#### Record extracts ####

//! Catalog business logic - the in-memory collection of registered products.
//!
//! Products are kept in insertion order. Names are not required to be unique;
//! lookups always resolve to the first product whose name matches ignoring case.

use crate::config::ProductSeed;
use crate::core::product::{Product, ProductView};
use crate::core::sale::SaleOutcome;
use chrono::{Local, NaiveDate};
use tracing::{debug, info, warn};

/// Result of listing the catalog.
#[derive(Debug, Clone, PartialEq)]
pub enum Listing {
    /// No products registered yet
    Empty,
    /// Every product, in the order it was added
    Products(Vec<ProductView>),
}

/// Ordered collection of products owned by the shell for the process lifetime.
#[derive(Debug, Clone, Default)]
pub struct Catalog {
    items: Vec<Product>,
}

impl Catalog {
    /// Creates an empty catalog.
    #[must_use]
    pub const fn new() -> Self {
        Self { items: Vec::new() }
    }

    /// Appends a product. Always succeeds.
    pub fn add(&mut self, product: Product) -> &Product {
        info!(
            product = %product.name(),
            category = %product.category(),
            position = self.items.len(),
            "Product added"
        );
        self.items.push(product);
        &self.items[self.items.len() - 1]
    }

    /// Registers each configured seed, in order, dated today.
    pub fn extend_from_seeds(&mut self, seeds: &[ProductSeed]) {
        self.extend_from_seeds_on(seeds, Local::now().date_naive());
    }

    /// Registers each configured seed, in order, dated `created_on`.
    pub fn extend_from_seeds_on(&mut self, seeds: &[ProductSeed], created_on: NaiveDate) {
        for seed in seeds {
            self.add(Product::with_creation_date(
                seed.name.clone(),
                seed.category.clone(),
                seed.price,
                seed.quantity,
                created_on,
            ));
        }
        debug!("Seeded catalog with {} product(s)", seeds.len());
    }

    /// Descriptions of every product, or [`Listing::Empty`].
    #[must_use]
    pub fn list(&self) -> Listing {
        if self.items.is_empty() {
            return Listing::Empty;
        }
        Listing::Products(self.items.iter().map(Product::describe).collect())
    }

    /// First product whose name matches, ignoring case.
    #[must_use]
    pub fn find(&self, name: &str) -> Option<&Product> {
        self.items.iter().find(|p| p.matches_name(name))
    }

    /// Sells `quantity` units of the first product matching `name`.
    pub fn sell(&mut self, name: &str, quantity: i64) -> SaleOutcome {
        match self.items.iter_mut().find(|p| p.matches_name(name)) {
            Some(product) => product.sell(quantity),
            None => {
                warn!(product = %name, "Product not found");
                SaleOutcome::NotFound {
                    name: name.to_string(),
                }
            }
        }
    }

    /// Sum of every product's total value; `0.0` when empty.
    #[must_use]
    pub fn total_inventory_value(&self) -> f64 {
        self.items.iter().map(Product::total_value).sum()
    }

    #[must_use]
    pub fn len(&self) -> usize {
        self.items.len()
    }

    #[must_use]
    pub fn is_empty(&self) -> bool {
        self.items.is_empty()
    }

    pub fn iter(&self) -> impl Iterator<Item = &Product> {
        self.items.iter()
    }
}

####

» **To do**: Exactly the lines from the one with "pub fn sell(&mut" through the final line of the entries are to be returned, both ends included.

» **Answer to this exercise**:
    pub fn sell(&mut self, name: &str, quantity: i64) -> SaleOutcome {
        match self.items.iter_mut().find(|p| p.matches_name(name)) {
            Some(product) => product.sell(quantity),
            None => {
                warn!(product = %name, "Product not found");
                SaleOutcome::NotFound {
                    name: name.to_string(),
                }
            }
        }
    }

    /// Sum of every product's total value; `0.0` when empty.
    #[must_use]
    pub fn total_inventory_value(&self) -> f64 {
        self.items.iter().map(Product::total_value).sum()
    }

    #[must_use]
    pub fn len(&self) -> usize {
        self.items.len()
    }

    #[must_use]
    pub fn is_empty(&self) -> bool {
        self.items.is_empty()
    }

    pub fn iter(&self) -> impl Iterator<Item = &Product> {
        self.items.iter()
    }
}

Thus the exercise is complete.